TO DO: The lines to copy are those in the records below that hold the word "const".

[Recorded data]
+++
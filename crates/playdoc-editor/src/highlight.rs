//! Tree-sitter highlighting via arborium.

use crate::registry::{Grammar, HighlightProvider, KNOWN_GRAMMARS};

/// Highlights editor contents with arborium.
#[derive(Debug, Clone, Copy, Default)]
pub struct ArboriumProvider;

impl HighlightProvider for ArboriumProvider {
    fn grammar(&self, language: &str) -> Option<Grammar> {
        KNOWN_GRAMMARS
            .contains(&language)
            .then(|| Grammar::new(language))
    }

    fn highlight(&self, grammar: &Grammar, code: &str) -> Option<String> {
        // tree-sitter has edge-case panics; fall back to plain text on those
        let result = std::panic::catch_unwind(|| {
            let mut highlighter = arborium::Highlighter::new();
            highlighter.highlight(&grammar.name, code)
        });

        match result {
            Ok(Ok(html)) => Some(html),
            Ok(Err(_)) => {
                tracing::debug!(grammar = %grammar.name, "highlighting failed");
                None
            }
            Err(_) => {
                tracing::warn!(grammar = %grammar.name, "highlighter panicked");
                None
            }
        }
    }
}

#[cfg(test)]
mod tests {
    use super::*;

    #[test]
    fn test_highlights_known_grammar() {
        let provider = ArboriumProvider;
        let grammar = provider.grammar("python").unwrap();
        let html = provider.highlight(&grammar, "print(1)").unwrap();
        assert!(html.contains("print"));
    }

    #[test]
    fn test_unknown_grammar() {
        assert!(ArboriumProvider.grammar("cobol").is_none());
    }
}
+++
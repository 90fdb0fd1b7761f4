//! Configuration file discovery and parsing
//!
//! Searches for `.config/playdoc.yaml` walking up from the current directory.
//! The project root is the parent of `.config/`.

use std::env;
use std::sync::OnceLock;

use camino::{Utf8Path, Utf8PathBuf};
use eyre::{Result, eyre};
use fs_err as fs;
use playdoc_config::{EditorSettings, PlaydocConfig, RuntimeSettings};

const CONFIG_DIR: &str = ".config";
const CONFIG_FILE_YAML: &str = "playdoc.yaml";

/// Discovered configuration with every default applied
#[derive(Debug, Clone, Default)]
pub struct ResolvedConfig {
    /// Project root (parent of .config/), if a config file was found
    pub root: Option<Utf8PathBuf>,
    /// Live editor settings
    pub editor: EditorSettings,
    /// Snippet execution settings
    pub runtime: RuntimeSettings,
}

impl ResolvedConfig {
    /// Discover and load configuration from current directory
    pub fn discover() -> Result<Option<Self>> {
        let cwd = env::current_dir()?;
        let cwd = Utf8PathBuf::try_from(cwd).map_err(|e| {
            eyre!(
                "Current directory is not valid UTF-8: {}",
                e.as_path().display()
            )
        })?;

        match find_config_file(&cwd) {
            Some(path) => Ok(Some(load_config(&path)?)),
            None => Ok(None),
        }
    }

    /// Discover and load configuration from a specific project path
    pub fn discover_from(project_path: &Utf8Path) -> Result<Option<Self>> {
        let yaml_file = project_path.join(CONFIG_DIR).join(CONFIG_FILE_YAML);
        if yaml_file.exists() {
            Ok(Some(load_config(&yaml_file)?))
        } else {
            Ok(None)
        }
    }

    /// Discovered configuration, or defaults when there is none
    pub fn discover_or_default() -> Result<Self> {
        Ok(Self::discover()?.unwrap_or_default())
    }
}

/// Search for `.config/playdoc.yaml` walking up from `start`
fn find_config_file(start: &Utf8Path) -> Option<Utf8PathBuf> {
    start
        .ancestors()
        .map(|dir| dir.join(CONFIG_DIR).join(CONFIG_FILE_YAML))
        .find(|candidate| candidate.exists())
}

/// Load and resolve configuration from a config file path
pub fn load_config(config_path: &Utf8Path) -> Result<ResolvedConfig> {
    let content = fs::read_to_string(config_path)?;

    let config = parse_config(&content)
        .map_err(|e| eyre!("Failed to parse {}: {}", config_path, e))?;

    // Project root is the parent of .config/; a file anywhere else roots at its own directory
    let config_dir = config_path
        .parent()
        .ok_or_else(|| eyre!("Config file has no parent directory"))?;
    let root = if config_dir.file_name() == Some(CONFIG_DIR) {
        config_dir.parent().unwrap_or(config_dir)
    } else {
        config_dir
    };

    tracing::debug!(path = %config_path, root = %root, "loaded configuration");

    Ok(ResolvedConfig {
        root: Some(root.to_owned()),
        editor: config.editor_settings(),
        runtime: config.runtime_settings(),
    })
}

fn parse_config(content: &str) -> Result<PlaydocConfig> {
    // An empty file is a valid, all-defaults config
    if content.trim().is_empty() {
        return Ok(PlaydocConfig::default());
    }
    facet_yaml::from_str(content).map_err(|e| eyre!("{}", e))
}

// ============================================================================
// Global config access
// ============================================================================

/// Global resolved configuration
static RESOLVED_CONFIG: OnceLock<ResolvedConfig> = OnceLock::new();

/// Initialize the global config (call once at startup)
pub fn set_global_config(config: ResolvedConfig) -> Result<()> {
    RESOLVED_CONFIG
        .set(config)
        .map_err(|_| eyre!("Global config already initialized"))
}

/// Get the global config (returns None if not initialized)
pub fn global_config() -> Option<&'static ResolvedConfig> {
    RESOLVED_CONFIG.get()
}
+++
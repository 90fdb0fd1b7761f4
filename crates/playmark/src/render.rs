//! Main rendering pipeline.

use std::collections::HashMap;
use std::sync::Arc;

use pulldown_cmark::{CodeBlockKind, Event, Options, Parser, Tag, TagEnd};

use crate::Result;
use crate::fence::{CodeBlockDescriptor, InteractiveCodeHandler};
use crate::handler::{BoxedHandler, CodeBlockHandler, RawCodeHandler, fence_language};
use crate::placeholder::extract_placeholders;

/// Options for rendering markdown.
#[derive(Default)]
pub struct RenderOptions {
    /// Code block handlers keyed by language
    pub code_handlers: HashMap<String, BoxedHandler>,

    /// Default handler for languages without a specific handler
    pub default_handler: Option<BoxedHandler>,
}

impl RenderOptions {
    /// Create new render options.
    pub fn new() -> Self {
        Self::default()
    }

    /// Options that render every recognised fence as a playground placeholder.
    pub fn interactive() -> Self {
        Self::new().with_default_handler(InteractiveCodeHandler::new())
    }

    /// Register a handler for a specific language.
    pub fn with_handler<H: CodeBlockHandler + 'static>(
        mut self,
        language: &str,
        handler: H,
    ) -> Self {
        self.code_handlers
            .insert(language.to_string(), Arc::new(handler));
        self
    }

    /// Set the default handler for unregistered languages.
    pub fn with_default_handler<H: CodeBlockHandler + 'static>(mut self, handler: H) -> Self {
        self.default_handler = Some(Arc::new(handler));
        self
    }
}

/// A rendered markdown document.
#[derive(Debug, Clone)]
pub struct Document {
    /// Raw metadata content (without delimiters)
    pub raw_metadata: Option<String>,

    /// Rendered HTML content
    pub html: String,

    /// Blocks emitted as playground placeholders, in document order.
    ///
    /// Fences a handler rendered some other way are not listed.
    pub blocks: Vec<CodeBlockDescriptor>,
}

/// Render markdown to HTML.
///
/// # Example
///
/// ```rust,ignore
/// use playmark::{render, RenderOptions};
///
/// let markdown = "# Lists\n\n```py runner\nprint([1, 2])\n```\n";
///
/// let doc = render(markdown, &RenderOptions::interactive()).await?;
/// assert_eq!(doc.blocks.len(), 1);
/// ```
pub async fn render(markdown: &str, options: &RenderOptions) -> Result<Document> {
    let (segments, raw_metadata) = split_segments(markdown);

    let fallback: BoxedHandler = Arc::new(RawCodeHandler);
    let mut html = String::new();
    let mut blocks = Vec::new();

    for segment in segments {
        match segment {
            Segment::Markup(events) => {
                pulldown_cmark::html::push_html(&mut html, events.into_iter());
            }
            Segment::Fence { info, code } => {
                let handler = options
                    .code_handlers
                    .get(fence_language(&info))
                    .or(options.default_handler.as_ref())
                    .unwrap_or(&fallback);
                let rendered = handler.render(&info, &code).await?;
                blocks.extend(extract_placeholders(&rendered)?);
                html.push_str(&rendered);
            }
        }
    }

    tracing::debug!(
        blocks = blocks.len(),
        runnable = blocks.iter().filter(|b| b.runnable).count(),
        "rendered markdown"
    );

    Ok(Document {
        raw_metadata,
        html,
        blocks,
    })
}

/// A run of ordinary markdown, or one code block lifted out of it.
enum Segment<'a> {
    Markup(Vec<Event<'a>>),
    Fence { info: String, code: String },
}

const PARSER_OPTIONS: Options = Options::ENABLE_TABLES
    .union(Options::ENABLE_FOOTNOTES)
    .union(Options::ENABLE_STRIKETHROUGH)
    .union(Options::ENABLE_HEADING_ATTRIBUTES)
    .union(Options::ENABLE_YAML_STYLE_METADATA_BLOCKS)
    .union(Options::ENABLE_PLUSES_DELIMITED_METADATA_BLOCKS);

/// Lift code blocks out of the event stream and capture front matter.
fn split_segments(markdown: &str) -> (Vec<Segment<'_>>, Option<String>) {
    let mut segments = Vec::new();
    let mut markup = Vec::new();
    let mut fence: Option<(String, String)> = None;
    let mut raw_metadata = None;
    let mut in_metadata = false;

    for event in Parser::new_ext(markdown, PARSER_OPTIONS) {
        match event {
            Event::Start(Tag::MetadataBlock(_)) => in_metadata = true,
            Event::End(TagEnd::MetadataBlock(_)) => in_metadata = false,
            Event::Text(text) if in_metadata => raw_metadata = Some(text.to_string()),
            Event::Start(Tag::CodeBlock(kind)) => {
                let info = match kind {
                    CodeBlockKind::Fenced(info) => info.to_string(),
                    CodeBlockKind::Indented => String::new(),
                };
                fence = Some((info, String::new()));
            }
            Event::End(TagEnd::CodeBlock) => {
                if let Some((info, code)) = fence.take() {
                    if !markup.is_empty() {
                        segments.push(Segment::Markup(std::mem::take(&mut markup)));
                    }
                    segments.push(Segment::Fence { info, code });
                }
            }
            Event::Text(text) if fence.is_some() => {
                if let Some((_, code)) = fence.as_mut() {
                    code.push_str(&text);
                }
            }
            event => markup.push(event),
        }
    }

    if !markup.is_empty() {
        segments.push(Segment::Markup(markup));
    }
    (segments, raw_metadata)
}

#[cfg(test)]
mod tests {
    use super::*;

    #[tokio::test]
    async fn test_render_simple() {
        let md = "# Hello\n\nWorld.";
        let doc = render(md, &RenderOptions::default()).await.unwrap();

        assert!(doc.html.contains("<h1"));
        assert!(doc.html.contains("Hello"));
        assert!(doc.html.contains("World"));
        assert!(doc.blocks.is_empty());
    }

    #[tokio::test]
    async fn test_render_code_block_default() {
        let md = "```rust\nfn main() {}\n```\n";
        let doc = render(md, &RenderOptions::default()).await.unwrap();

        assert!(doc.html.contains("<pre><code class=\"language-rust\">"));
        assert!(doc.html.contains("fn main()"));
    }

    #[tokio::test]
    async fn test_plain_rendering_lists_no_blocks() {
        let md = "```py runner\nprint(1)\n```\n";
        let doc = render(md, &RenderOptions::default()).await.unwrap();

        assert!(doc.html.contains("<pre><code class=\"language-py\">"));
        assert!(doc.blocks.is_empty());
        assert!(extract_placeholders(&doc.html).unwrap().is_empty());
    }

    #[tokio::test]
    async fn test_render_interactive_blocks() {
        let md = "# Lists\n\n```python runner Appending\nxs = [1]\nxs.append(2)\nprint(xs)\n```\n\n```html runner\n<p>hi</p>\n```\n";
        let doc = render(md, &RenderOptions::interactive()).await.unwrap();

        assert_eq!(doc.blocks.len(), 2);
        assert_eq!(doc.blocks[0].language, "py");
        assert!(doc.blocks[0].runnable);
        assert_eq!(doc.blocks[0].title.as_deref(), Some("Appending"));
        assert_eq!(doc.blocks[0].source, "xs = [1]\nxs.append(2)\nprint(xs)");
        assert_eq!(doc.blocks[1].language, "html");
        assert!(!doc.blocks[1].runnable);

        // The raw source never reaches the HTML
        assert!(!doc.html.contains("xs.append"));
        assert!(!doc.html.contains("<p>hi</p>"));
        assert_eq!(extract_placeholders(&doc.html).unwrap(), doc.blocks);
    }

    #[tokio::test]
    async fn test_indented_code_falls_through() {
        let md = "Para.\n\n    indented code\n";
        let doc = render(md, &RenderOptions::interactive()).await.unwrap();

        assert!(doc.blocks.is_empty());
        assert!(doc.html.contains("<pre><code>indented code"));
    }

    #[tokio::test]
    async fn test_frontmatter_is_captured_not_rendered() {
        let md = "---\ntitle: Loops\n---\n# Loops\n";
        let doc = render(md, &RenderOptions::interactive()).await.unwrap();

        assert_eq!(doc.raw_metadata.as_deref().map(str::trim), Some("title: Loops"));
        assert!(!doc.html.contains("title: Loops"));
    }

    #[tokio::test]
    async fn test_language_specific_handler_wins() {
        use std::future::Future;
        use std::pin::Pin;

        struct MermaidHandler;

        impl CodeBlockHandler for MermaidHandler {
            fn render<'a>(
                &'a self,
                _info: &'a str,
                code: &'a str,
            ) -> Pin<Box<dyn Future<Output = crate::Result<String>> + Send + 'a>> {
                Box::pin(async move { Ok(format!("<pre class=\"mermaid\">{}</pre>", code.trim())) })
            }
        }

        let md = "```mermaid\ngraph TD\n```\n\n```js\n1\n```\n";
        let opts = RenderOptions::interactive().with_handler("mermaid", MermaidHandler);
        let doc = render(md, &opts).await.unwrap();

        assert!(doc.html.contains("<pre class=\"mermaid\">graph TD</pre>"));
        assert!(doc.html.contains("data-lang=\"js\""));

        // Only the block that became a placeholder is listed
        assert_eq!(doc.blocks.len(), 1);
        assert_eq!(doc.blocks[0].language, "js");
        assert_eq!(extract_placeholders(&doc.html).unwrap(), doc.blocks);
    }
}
+++
RESPONSE TO THIS EXERCISE:
const CONFIG_DIR: &str = ".config";
const CONFIG_FILE_YAML: &str = "playdoc.yaml";
const PARSER_OPTIONS: Options = Options::ENABLE_TABLES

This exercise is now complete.